Draw The (Chalk) Line For Better Putting Stroke

A Simple Drill For Making More Knee-Knockers

Every once in a while you get one of those “aha” moments. I had one when I was playing in the PGA Junior Championship at Bellerive Country Club. I had lost the tournament due to my exceptionally poor putting from four feet and in. I vowed I would never allow that to happen again. So I came up with a way to improve my putting stroke alignment, and build confidence, all with one drill: the chalkline.

Whether you have a straight back and through stroke or arc stroke, you can do this drill.

Look at the accompanying photos to see what I mean.

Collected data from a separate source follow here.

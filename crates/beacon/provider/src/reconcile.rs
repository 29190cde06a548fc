use std::collections::{BTreeMap, BTreeSet};
use std::time::Duration;

use beacon_api::{
    error::{CycleError, TargetError},
    report::{KeyedFailure, ReconciliationReport, SinkReport},
};
use chrono::Utc;
use futures::future;
use tokio::time::sleep;
use tracing::{info, instrument, warn, Level};

use crate::{
    discovery::ServiceSource,
    registry::{IdentityAllocator, RegistryStore},
    storage::SyncTarget,
    template::{DashboardDocument, DashboardTemplate, TemplateSource},
};

/// Desired-vs-observed difference for one sync target.
#[derive(Clone, Debug, Default, PartialEq, Eq)]
pub struct DiffPlan {
    pub to_create: Vec<String>,
    pub to_update: Vec<String>,
    pub to_delete: Vec<String>,
    pub unchanged: usize,
}

impl DiffPlan {
    /// Three-set diff between the rendered documents and one sink's records.
    ///
    /// Keys in `quarantined` failed to render this cycle: they are neither
    /// desired nor deletable, so a broken placeholder can never take down the
    /// live dashboard it failed to re-render.
    pub fn compute(
        desired: &BTreeMap<String, DashboardDocument>,
        observed: &BTreeMap<String, String>,
        quarantined: &BTreeSet<String>,
    ) -> Self {
        let mut plan = Self::default();
        for (key, document) in desired {
            match observed.get(key) {
                Some(digest) if digest == &document.digest => plan.unchanged += 1,
                Some(_) => plan.to_update.push(key.clone()),
                None => plan.to_create.push(key.clone()),
            }
        }
        plan.to_delete = observed
            .keys()
            .filter(|key| !desired.contains_key(*key) && !quarantined.contains(*key))
            .cloned()
            .collect();
        plan
    }

    pub fn is_noop(&self) -> bool {
        self.to_create.is_empty() && self.to_update.is_empty() && self.to_delete.is_empty()
    }
}

/// One full discover-allocate-render-diff-apply pass over both sinks.
pub struct Reconciler<'a> {
    pub services: &'a (dyn ServiceSource + Sync),
    pub registry: &'a (dyn RegistryStore + Sync),
    pub template: &'a (dyn TemplateSource + Sync),
    pub sinks: Vec<&'a (dyn SyncTarget + Sync)>,
}

impl Reconciler<'_> {
    #[instrument(level = Level::INFO, skip_all, err(Display))]
    pub async fn reconcile(&self) -> Result<ReconciliationReport, CycleError> {
        let started_at = Utc::now();

        let services = self.services.discover().await?;
        info!("discovered {} services", services.len());

        // allocation commits before the first render, so aborting any later
        // step never leaves the registry half-written
        let identities = IdentityAllocator::new(self.registry)
            .allocate_batch(&services)
            .await?;

        // an unreadable template would read as an empty desired set and
        // delete every live dashboard; fail the cycle before any writes
        let source =
            self.template
                .fetch()
                .await
                .map_err(|error| CycleError::TemplateUnavailable {
                    reason: error.to_string(),
                })?;
        let template =
            DashboardTemplate::new(&source).map_err(|error| CycleError::TemplateUnavailable {
                reason: error.to_string(),
            })?;

        let mut desired = BTreeMap::default();
        let mut quarantined = BTreeSet::default();
        let mut render_failures = Vec::default();
        for (service, identity) in &identities {
            match template.render(service, identity) {
                Ok(document) => {
                    desired.insert(document.uid.clone(), document);
                }
                Err(error) => {
                    warn!("failed to render {service}: {error}");
                    quarantined.insert(identity.uid.clone());
                    render_failures.push(KeyedFailure {
                        key: identity.uid.clone(),
                        reason: error.to_string(),
                    });
                }
            }
        }

        // the sinks are independent failure domains; apply them concurrently
        // and let neither abort the other
        let sinks = future::join_all(
            self.sinks
                .iter()
                .map(|sink| apply_sink(*sink, &desired, &quarantined)),
        )
        .await;

        Ok(ReconciliationReport {
            started_at,
            finished_at: Utc::now(),
            discovered: services.len(),
            render_failures,
            sinks,
        })
    }
}

const MAX_RETRY: usize = 3;
const BACKOFF: Duration = Duration::from_secs(1);

#[instrument(level = Level::INFO, skip_all, fields(target = sink.name()))]
async fn apply_sink(
    sink: &(dyn SyncTarget + Sync),
    desired: &BTreeMap<String, DashboardDocument>,
    quarantined: &BTreeSet<String>,
) -> SinkReport {
    let mut report = SinkReport::new(sink.name());

    let observed = match sink.list().await {
        Ok(observed) => observed,
        Err(error) => {
            // without the current state there is nothing safe to apply
            warn!("{error}");
            report.aborted = Some(error.to_string());
            return report;
        }
    };

    let plan = DiffPlan::compute(desired, &observed, quarantined);
    if plan.is_noop() {
        info!("in sync ({} unchanged)", plan.unchanged);
    } else {
        info!(
            "applying {} creates, {} updates, {} deletes",
            plan.to_create.len(),
            plan.to_update.len(),
            plan.to_delete.len(),
        );
    }
    report.unchanged = plan.unchanged;

    for key in plan.to_create {
        match with_retry(|| sink.put(&desired[&key])).await {
            Ok(()) => report.created.push(key),
            Err(error) => report.failures.push(failure(key, &error)),
        }
    }
    for key in plan.to_update {
        match with_retry(|| sink.put(&desired[&key])).await {
            Ok(()) => report.updated.push(key),
            Err(error) => report.failures.push(failure(key, &error)),
        }
    }
    if sink.prune() {
        for key in plan.to_delete {
            match with_retry(|| sink.delete(&key)).await {
                Ok(()) => report.deleted.push(key),
                Err(error) => report.failures.push(failure(key, &error)),
            }
        }
    } else {
        report.suppressed = plan.to_delete;
    }

    if let Err(error) = with_retry(|| sink.flush()).await {
        // staged writes never landed; reclassify them as failures
        warn!("{error}");
        let staged: Vec<_> = report
            .created
            .drain(..)
            .chain(report.updated.drain(..))
            .chain(report.deleted.drain(..))
            .collect();
        for key in staged {
            report.failures.push(failure(key, &error));
        }
    }

    report
}

fn failure(key: String, error: &TargetError) -> KeyedFailure {
    KeyedFailure {
        key,
        reason: error.to_string(),
    }
}

async fn with_retry<F, Fut>(f: F) -> Result<(), TargetError>
where
    F: Fn() -> Fut,
    Fut: ::core::future::Future<Output = Result<(), TargetError>>,
{
    let mut attempt = 0;
    loop {
        match f().await {
            Ok(()) => return Ok(()),
            Err(error) => {
                attempt += 1;
                if attempt >= MAX_RETRY {
                    return Err(error);
                }
                warn!("{error}; retrying ({attempt}/{MAX_RETRY})");
                sleep(BACKOFF * attempt as u32).await;
            }
        }
    }
}

#[cfg(test)]
mod tests {
    use std::collections::{BTreeMap, BTreeSet};

    use beacon_core::digest::sha256_hex;

    use super::DiffPlan;
    use crate::template::DashboardDocument;

    fn document(uid: &str, content: &str) -> (String, DashboardDocument) {
        (
            uid.into(),
            DashboardDocument {
                uid: uid.into(),
                content: content.into(),
                digest: sha256_hex(content),
            },
        )
    }

    #[test]
    fn classifies_all_four_sets() {
        let desired: BTreeMap<_, _> = [
            document("api-internal", "{}"),
            document("worker-internal", "{\"id\": 2}"),
            document("gateway-edge", "{\"id\": 3}"),
        ]
        .into();
        let observed: BTreeMap<String, String> = [
            ("api-internal".into(), sha256_hex("{}")),
            ("worker-internal".into(), sha256_hex("stale")),
            ("removed-internal".into(), sha256_hex("{}")),
        ]
        .into();

        let plan = DiffPlan::compute(&desired, &observed, &BTreeSet::default());
        assert_eq!(plan.to_create, vec!["gateway-edge".to_string()]);
        assert_eq!(plan.to_update, vec!["worker-internal".to_string()]);
        assert_eq!(plan.to_delete, vec!["removed-internal".to_string()]);
        assert_eq!(plan.unchanged, 1);
    }

    #[test]
    fn identical_state_is_a_noop() {
        let desired: BTreeMap<_, _> = [document("api-internal", "{}")].into();
        let observed: BTreeMap<String, String> = [("api-internal".into(), sha256_hex("{}"))].into();

        let plan = DiffPlan::compute(&desired, &observed, &BTreeSet::default());
        assert!(plan.is_noop());
        assert_eq!(plan.unchanged, 1);
    }

    #[test]
    fn quarantined_keys_are_exempt_from_deletion() {
        let desired = BTreeMap::default();
        let observed: BTreeMap<String, String> = [
            ("api-internal".into(), sha256_hex("{}")),
            ("worker-internal".into(), sha256_hex("{}")),
        ]
        .into();
        let quarantined: BTreeSet<String> = ["api-internal".to_string()].into();

        let plan = DiffPlan::compute(&desired, &observed, &quarantined);
        assert_eq!(plan.to_delete, vec!["worker-internal".to_string()]);
    }
}
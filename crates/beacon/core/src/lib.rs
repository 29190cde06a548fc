pub mod digest;
pub mod tracer;
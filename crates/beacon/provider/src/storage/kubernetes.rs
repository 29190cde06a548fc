use std::collections::BTreeMap;

use async_trait::async_trait;
use beacon_api::{consts, error::TargetError};
use beacon_core::digest::sha256_hex;
use k8s_openapi::{api::core::v1::ConfigMap, Resource};
use kube::{
    api::{DeleteParams, ListParams, Patch, PatchParams},
    Api, Client, ResourceExt,
};
use serde_json::json;
use tracing::{instrument, Level};

use super::SyncTarget;
use crate::template::DashboardDocument;

/// Cluster sink: one labeled ConfigMap per dashboard in the configured
/// namespace, picked up by the Grafana dashboard sidecar.
pub struct ConfigMapStore {
    api: Api<ConfigMap>,
    prune: bool,
}

impl ConfigMapStore {
    const NAME: &'static str = "cluster";
    const FIELD_MANAGER: &'static str = "beacon";

    pub fn new(kube: Client, namespace: &str, prune: bool) -> Self {
        Self {
            api: Api::namespaced(kube, namespace),
            prune,
        }
    }

    fn file_name(key: &str) -> String {
        format!("{key}.json")
    }
}

#[async_trait]
impl SyncTarget for ConfigMapStore {
    fn name(&self) -> &str {
        Self::NAME
    }

    fn prune(&self) -> bool {
        self.prune
    }

    #[instrument(level = Level::INFO, skip_all, err(Display))]
    async fn list(&self) -> Result<BTreeMap<String, String>, TargetError> {
        let lp = ListParams {
            label_selector: Some(format!(
                "{key}={value}",
                key = consts::LABEL_MANAGED_BY,
                value = consts::LABEL_MANAGED_BY_VALUE,
            )),
            ..Default::default()
        };

        let configs = self.api.list(&lp).await.map_err(|error| TargetError::List {
            target: Self::NAME.into(),
            reason: error.to_string(),
        })?;

        Ok(configs
            .items
            .into_iter()
            .filter_map(|config| {
                let key = config.name_any();
                let content = config
                    .data
                    .as_ref()
                    .and_then(|data| data.get(&Self::file_name(&key)))?;
                Some((key, sha256_hex(content)))
            })
            .collect())
    }

    async fn put(&self, document: &DashboardDocument) -> Result<(), TargetError> {
        let patch = Patch::Apply(json!({
            "apiVersion": ConfigMap::API_VERSION,
            "kind": ConfigMap::KIND,
            "metadata": {
                "name": &document.uid,
                "labels": {
                    (consts::LABEL_GRAFANA_DASHBOARD): consts::LABEL_GRAFANA_DASHBOARD_VALUE,
                    (consts::LABEL_MANAGED_BY): consts::LABEL_MANAGED_BY_VALUE,
                },
            },
            "data": {
                (Self::file_name(&document.uid)): &document.content,
            },
        }));
        let pp = PatchParams::apply(Self::FIELD_MANAGER).force();

        self.api
            .patch(&document.uid, &pp, &patch)
            .await
            .map(|_| ())
            .map_err(|error| TargetError::Put {
                target: Self::NAME.into(),
                key: document.uid.clone(),
                reason: error.to_string(),
            })
    }

    async fn delete(&self, key: &str) -> Result<(), TargetError> {
        let dp = DeleteParams::background();
        self.api
            .delete(key, &dp)
            .await
            .map(|_| ())
            .map_err(|error| TargetError::Delete {
                target: Self::NAME.into(),
                key: key.into(),
                reason: error.to_string(),
            })
    }
}
mod args;

use std::process::ExitCode;
use std::time::Duration;

use anyhow::Result;
use beacon_api::{error::CycleError, report::CycleOutcome};
use beacon_provider::{
    discovery::Discovery,
    reconcile::Reconciler,
    registry::RepoRegistryStore,
    repo::RepoClient,
    storage::{ConfigMapStore, RepoStore},
    template::RepoTemplateSource,
};
use clap::Parser;
use kube::Client;
use tracing::{error, info};

#[tokio::main]
async fn main() -> ExitCode {
    ::beacon_core::tracer::init_once();

    match try_main(self::args::Args::parse()).await {
        Ok(outcome) => ExitCode::from(outcome.exit_code()),
        Err(error) => {
            error!("failed to reconcile: {error}");
            ExitCode::from(CycleOutcome::Failed.exit_code())
        }
    }
}

async fn try_main(args: self::args::Args) -> Result<CycleOutcome> {
    let kube = Client::try_default().await?;
    let repo = RepoClient::try_new(&args.repo, Duration::from_secs(args.cycle.call_timeout))?;

    let discovery = Discovery::new(kube.clone());
    let registry = RepoRegistryStore {
        repo: &repo,
        path: &args.repo.registry_path,
    };
    let template = RepoTemplateSource {
        repo: &repo,
        path: &args.repo.template_path,
    };
    let cluster = ConfigMapStore::new(kube, &args.cluster.namespace, !args.cluster.keep_orphans);
    let repository = RepoStore::new(&repo, &args.repo.dashboard_path, args.repo.prune_repo);

    let reconciler = Reconciler {
        services: &discovery,
        registry: &registry,
        template: &template,
        sinks: vec![&cluster, &repository],
    };

    let report = ::tokio::time::timeout(
        Duration::from_secs(args.cycle.cycle_deadline),
        reconciler.reconcile(),
    )
    .await
    .map_err(|_| CycleError::DeadlineExceeded {
        seconds: args.cycle.cycle_deadline,
    })??;

    println!("{}", ::serde_json::to_string_pretty(&report)?);

    let outcome = report.outcome();
    info!("reconciliation finished: {outcome}");
    Ok(outcome)
}
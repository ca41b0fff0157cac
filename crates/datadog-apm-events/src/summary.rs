// Copyright 2023-Present Datadog, Inc. https://www.datadoghq.com/
// SPDX-License-Identifier: Apache-2.0

//! Greenwald-Khanna ε-approximate quantile summary.
//!
//! The summary keeps a sorted list of entries `(value, g, delta)` where `g` is the rank gap to
//! the previous entry and `delta` the uncertainty on the entry's rank. As long as every entry
//! satisfies `g + delta <= 2εn`, any rank query is answered within `εn` of the true rank.
//! Values are ordered by `(value, id)` so equal values sort the same way on every run.

use std::cmp::Ordering;

use serde::Serialize;

#[derive(Debug, Clone, PartialEq, Serialize)]
struct Entry {
    #[serde(rename = "v")]
    value: f64,
    #[serde(skip)]
    id: u64,
    g: u64,
    delta: u64,
}

impl Entry {
    fn cmp_key(&self, value: f64, id: u64) -> Ordering {
        self.value.total_cmp(&value).then(self.id.cmp(&id))
    }
}

#[derive(Debug, Clone, PartialEq, Serialize)]
pub struct GkSummary {
    eps: f64,
    n: u64,
    entries: Vec<Entry>,
    #[serde(skip)]
    compress_interval: u64,
}

impl GkSummary {
    /// `eps` is expected within (0, 1); configuration validates it upstream.
    pub fn new(eps: f64) -> Self {
        let compress_interval = (1.0 / (2.0 * eps)).floor();
        Self {
            eps,
            n: 0,
            entries: Vec::new(),
            compress_interval: if compress_interval >= 1.0 {
                compress_interval as u64
            } else {
                1
            },
        }
    }

    pub fn epsilon(&self) -> f64 {
        self.eps
    }

    /// Number of inserted values.
    pub fn count(&self) -> u64 {
        self.n
    }

    pub fn is_empty(&self) -> bool {
        self.n == 0
    }

    fn band(&self) -> u64 {
        (2.0 * self.eps * self.n as f64).floor() as u64
    }

    pub fn insert(&mut self, value: f64, id: u64) {
        let idx = self
            .entries
            .partition_point(|entry| entry.cmp_key(value, id) == Ordering::Less);
        // New extremes are known exactly
        let delta = if idx == 0 || idx == self.entries.len() {
            0
        } else {
            self.band().saturating_sub(1)
        };
        self.entries.insert(
            idx,
            Entry {
                value,
                id,
                g: 1,
                delta,
            },
        );
        self.n += 1;

        if self.n % self.compress_interval == 0 {
            self.compress();
        }
    }

    /// Merges adjacent entries whose combined rank uncertainty stays within the error band.
    /// The minimum and the maximum are never merged away.
    fn compress(&mut self) {
        if self.entries.len() < 3 {
            return;
        }
        let band = self.band();
        let entries = std::mem::take(&mut self.entries);
        let mut merged: Vec<Entry> = Vec::with_capacity(entries.len());

        for (i, entry) in entries.into_iter().enumerate().rev() {
            if i > 0 {
                if let Some(next) = merged.last_mut() {
                    if entry.g + next.g + next.delta <= band {
                        next.g += entry.g;
                        continue;
                    }
                }
            }
            merged.push(entry);
        }

        merged.reverse();
        self.entries = merged;
    }

    /// Compacts the summary ahead of serialization.
    pub fn encode(&mut self) {
        self.compress();
    }

    /// Value whose rank is within `εn` of `ceil(q * n)`. `None` when the summary is empty or `q`
    /// lies outside [0, 1].
    pub fn quantile(&self, q: f64) -> Option<f64> {
        if self.entries.is_empty() || !(0.0..=1.0).contains(&q) {
            return None;
        }
        let rank = ((q * self.n as f64).ceil() as u64).clamp(1, self.n);
        let bound = self.eps * self.n as f64;

        let mut rmin = 0;
        let mut previous: Option<&Entry> = None;
        for entry in &self.entries {
            rmin += entry.g;
            let rmax = rmin + entry.delta;
            if rmax as f64 > rank as f64 + bound {
                return Some(previous.unwrap_or(entry).value);
            }
            previous = Some(entry);
        }
        previous.map(|entry| entry.value)
    }
}
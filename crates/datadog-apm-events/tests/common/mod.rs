// Copyright 2023-Present Datadog, Inc. https://www.datadoghq.com/
// SPDX-License-Identifier: Apache-2.0

pub mod helpers;
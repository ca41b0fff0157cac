// Copyright 2023-Present Datadog, Inc. https://www.datadoghq.com/
// SPDX-License-Identifier: Apache-2.0

use std::collections::HashMap;
use std::env;
use std::str::FromStr;
use std::time::Duration;

use serde::{Deserialize, Deserializer};

use crate::errors::ConfigError;
use crate::rate_counter::{DEFAULT_DECAY_FACTOR, DEFAULT_DECAY_PERIOD};

const DEFAULT_MAX_EPS: f64 = 200.0;
const DEFAULT_MAX_EVENTS_PER_TRACE: i64 = 200;
const DEFAULT_STATS_BUCKET_INTERVAL: Duration = Duration::from_secs(10);
const DEFAULT_STATS_EPSILON: f64 = 0.01;

#[derive(Debug, Clone, PartialEq, Deserialize)]
#[serde(default)]
pub struct Config {
    /// service -> operation -> extraction rate
    pub analyzed_spans_by_service: HashMap<String, HashMap<String, f64>>,
    /// service -> extraction rate, only used when `analyzed_spans_by_service` is empty
    pub analyzed_rate_by_service_legacy: HashMap<String, f64>,
    /// negative: unbounded, zero: no events at all
    pub max_events_per_trace: i64,
    /// target for the events kept on top of those whose trace was sampled
    pub max_eps: f64,
    #[serde(deserialize_with = "deserialize_duration_secs")]
    pub decay_period: Duration,
    pub decay_factor: f64,
    #[serde(deserialize_with = "deserialize_duration_secs")]
    pub stats_bucket_interval: Duration,
    pub stats_epsilon: f64,
}

impl Default for Config {
    fn default() -> Self {
        Config {
            analyzed_spans_by_service: HashMap::new(),
            analyzed_rate_by_service_legacy: HashMap::new(),
            max_events_per_trace: DEFAULT_MAX_EVENTS_PER_TRACE,
            max_eps: DEFAULT_MAX_EPS,
            decay_period: DEFAULT_DECAY_PERIOD,
            decay_factor: DEFAULT_DECAY_FACTOR,
            stats_bucket_interval: DEFAULT_STATS_BUCKET_INTERVAL,
            stats_epsilon: DEFAULT_STATS_EPSILON,
        }
    }
}

impl Config {
    /// Builds the configuration from `DD_*` environment variables on top of the defaults.
    pub fn new() -> Result<Config, ConfigError> {
        let mut config = Config::default();

        if let Ok(spans) = env::var("DD_APM_ANALYZED_SPANS") {
            config.analyzed_spans_by_service = parse_analyzed_spans(&spans)?;
        }
        if let Ok(rates) = env::var("DD_APM_ANALYZED_RATE_BY_SERVICE") {
            config.analyzed_rate_by_service_legacy = parse_analyzed_rate_by_service(&rates)?;
        }
        if let Some(max_events) = env_parse::<i64>("DD_APM_MAX_EVENTS_PER_TRACE")? {
            config.max_events_per_trace = max_events;
        }
        if let Some(max_eps) = env_parse::<f64>("DD_APM_MAX_EPS")? {
            config.max_eps = max_eps;
        } else if let Some(max_eps) = env_parse::<f64>("DD_MAX_EPS")? {
            config.max_eps = max_eps;
        }
        if let Some(secs) = env_parse::<f64>("DD_APM_EVENTS_DECAY_PERIOD_SECS")? {
            config.decay_period = duration_from_secs("DD_APM_EVENTS_DECAY_PERIOD_SECS", secs)?;
        }
        if let Some(factor) = env_parse::<f64>("DD_APM_EVENTS_DECAY_FACTOR")? {
            config.decay_factor = factor;
        }
        if let Some(secs) = env_parse::<f64>("DD_APM_STATS_BUCKET_INTERVAL_SECS")? {
            config.stats_bucket_interval =
                duration_from_secs("DD_APM_STATS_BUCKET_INTERVAL_SECS", secs)?;
        }
        if let Some(epsilon) = env_parse::<f64>("DD_APM_STATS_EPSILON")? {
            config.stats_epsilon = epsilon;
        }

        config.validate()?;
        Ok(config)
    }

    pub fn validate(&self) -> Result<(), ConfigError> {
        for (service, operations) in &self.analyzed_spans_by_service {
            for (operation, rate) in operations {
                validate_rate(&format!("{service}|{operation}"), *rate)?;
            }
        }
        for (service, rate) in &self.analyzed_rate_by_service_legacy {
            validate_rate(service, *rate)?;
        }
        if !self.max_eps.is_finite() || self.max_eps <= 0.0 {
            return Err(ConfigError::InvalidMaxEps(self.max_eps));
        }
        if self.decay_period.is_zero() {
            return Err(ConfigError::InvalidDecayPeriod(self.decay_period));
        }
        if !self.decay_factor.is_finite() || self.decay_factor <= 1.0 {
            return Err(ConfigError::InvalidDecayFactor(self.decay_factor));
        }
        if self.stats_bucket_interval.is_zero() {
            return Err(ConfigError::InvalidBucketInterval(self.stats_bucket_interval));
        }
        if !(self.stats_epsilon > 0.0 && self.stats_epsilon < 1.0) {
            return Err(ConfigError::InvalidEpsilon(self.stats_epsilon));
        }
        Ok(())
    }
}

pub(crate) fn validate_rate(target: &str, rate: f64) -> Result<(), ConfigError> {
    if (0.0..=1.0).contains(&rate) {
        Ok(())
    } else {
        Err(ConfigError::InvalidRate {
            target: target.to_string(),
            rate,
        })
    }
}

fn env_parse<T>(key: &'static str) -> Result<Option<T>, ConfigError>
where
    T: FromStr,
    T::Err: std::fmt::Display,
{
    match env::var(key) {
        Ok(value) => value
            .trim()
            .parse::<T>()
            .map(Some)
            .map_err(|e| ConfigError::Parse {
                key,
                reason: format!("'{value}': {e}"),
            }),
        Err(_) => Ok(None),
    }
}

fn duration_from_secs(key: &'static str, secs: f64) -> Result<Duration, ConfigError> {
    Duration::try_from_secs_f64(secs).map_err(|e| ConfigError::Parse {
        key,
        reason: format!("'{secs}': {e}"),
    })
}

fn deserialize_duration_secs<'de, D>(deserializer: D) -> Result<Duration, D::Error>
where
    D: Deserializer<'de>,
{
    let secs = f64::deserialize(deserializer)?;
    Duration::try_from_secs_f64(secs).map_err(serde::de::Error::custom)
}

fn parse_rate(key: &'static str, entry: &str, rate: &str) -> Result<f64, ConfigError> {
    rate.trim().parse::<f64>().map_err(|e| ConfigError::Parse {
        key,
        reason: format!("invalid rate in '{entry}': {e}"),
    })
}

/// Parses `service|operation=rate` entries separated by commas.
pub fn parse_analyzed_spans(
    value: &str,
) -> Result<HashMap<String, HashMap<String, f64>>, ConfigError> {
    const KEY: &str = "DD_APM_ANALYZED_SPANS";
    let mut analyzed_spans: HashMap<String, HashMap<String, f64>> = HashMap::new();

    for entry in value.split(',').map(str::trim).filter(|e| !e.is_empty()) {
        let malformed = || ConfigError::Parse {
            key: KEY,
            reason: format!("expected 'service|operation=rate', got '{entry}'"),
        };
        let (key, rate) = entry.split_once('=').ok_or_else(malformed)?;
        let (service, operation) = key.split_once('|').ok_or_else(malformed)?;
        let (service, operation) = (service.trim(), operation.trim());
        if service.is_empty() || operation.is_empty() {
            return Err(malformed());
        }
        let rate = parse_rate(KEY, entry, rate)?;
        analyzed_spans
            .entry(service.to_string())
            .or_default()
            .insert(operation.to_string(), rate);
    }

    Ok(analyzed_spans)
}

/// Parses `service=rate` entries separated by commas.
pub fn parse_analyzed_rate_by_service(value: &str) -> Result<HashMap<String, f64>, ConfigError> {
    const KEY: &str = "DD_APM_ANALYZED_RATE_BY_SERVICE";
    let mut rates = HashMap::new();

    for entry in value.split(',').map(str::trim).filter(|e| !e.is_empty()) {
        let (service, rate) = entry
            .split_once('=')
            .filter(|(service, _)| !service.trim().is_empty())
            .ok_or_else(|| ConfigError::Parse {
                key: KEY,
                reason: format!("expected 'service=rate', got '{entry}'"),
            })?;
        rates.insert(service.trim().to_string(), parse_rate(KEY, entry, rate)?);
    }

    Ok(rates)
}
// Copyright 2023-Present Datadog, Inc. https://www.datadoghq.com/
// SPDX-License-Identifier: Apache-2.0

//! APM event extraction and sampling for the trace agent.
//!
//! Given a processed trace and the verdict of the trace-level priority engine, this crate decides
//! which individual spans get promoted to APM events, keeps the residual event throughput under a
//! process-wide events-per-second budget, and aggregates span stats into time buckets.
//!
//! ```text
//! ProcessedTrace -> Extractor -> candidate events -> BatchSampler(SamplerChain) -> emitted events
//!                                                          |
//!                                                 DecayingRateCounter
//! ```

#![cfg_attr(not(test), deny(clippy::panic))]
#![cfg_attr(not(test), deny(clippy::unwrap_used))]
#![cfg_attr(not(test), deny(clippy::expect_used))]
#![cfg_attr(not(test), deny(clippy::todo))]
#![cfg_attr(not(test), deny(clippy::unimplemented))]

pub mod config;
pub mod errors;
pub mod event_processor;
pub mod event_sampler;
pub mod extractor;
pub mod model;
pub mod rate_counter;
pub mod rate_sampler;
pub mod stats_bucket;
pub mod stats_concentrator_service;
pub mod summary;
pub mod tags;
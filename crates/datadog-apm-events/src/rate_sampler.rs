// Copyright 2023-Present Datadog, Inc. https://www.datadoghq.com/
// SPDX-License-Identifier: Apache-2.0

//! Deterministic trace-id based sampling.

// Knuth multiplicative hashing factor, shared with the Datadog tracers so that every component
// keeps the same traces for the same rate.
const SAMPLER_HASHER: u64 = 1111111111111111111;

const MAX_TRACE_ID_FLOAT: f64 = u64::MAX as f64;

/// Returns whether to keep a trace given its id and a sampling rate.
///
/// The decision is a pure function of `(trace_id, rate)` and is monotonic in `rate`: a trace kept
/// at some rate is kept at every higher rate. This assumes trace ids are close to uniformly
/// distributed. Rates outside of [0, 1] are clamped.
pub fn sample_by_rate(trace_id: u64, rate: f64) -> bool {
    let rate = rate.clamp(0.0, 1.0);
    if rate < 1.0 {
        trace_id.wrapping_mul(SAMPLER_HASHER) < (rate * MAX_TRACE_ID_FLOAT) as u64
    } else {
        true
    }
}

putting stroke chalkline photos

First, I find a straight uphill putt and snap a chalkline. I always pick an uphill putt so I have to put a little bigger stroke on it.

Next, I add a board just outside the toe line of the putter and a tee on the through path, just wider than your club head to enforce a good putter path.

Stroke your putt by swinging your shoulders back and through, keeping the “Y” created by your arms and putter constant. Your hands and lower body are quiet throughout the entire stroke. As you hit each putt, allow your eyes to go from the putter face to the hole, then back to the ball. Having your eyes trace the line to the hole and back helps ingrain what being “square” looks like to you. In this drill, the putter should swing back and through along the chalkline with the club face slightly arcing.

In the beginning, see how many putts out of 30 you can make. As you get more comfortable, go to 30 in a row, each time looking at the hole prior to each putt, ingraining alignment, and holding your finish. You will notice muscle memory of your stroke, perfectly swinging over the line, improved ability to line up to the intended target, and increased confidence seeing the ball go into the hole, putt after putt.

Note: I recommend using corn starch in your chalkline, so that when you are finished with practice you can pour some water on the line and it will disappear. This process saves the green from the damage of too many people standing in the same spot over and over again.

Vicki Goetze-Ackerman is Director of Instruction at Buckhorn Springs Golf & Country Club in Valrico Springs, Florida. Reach her at [email protected]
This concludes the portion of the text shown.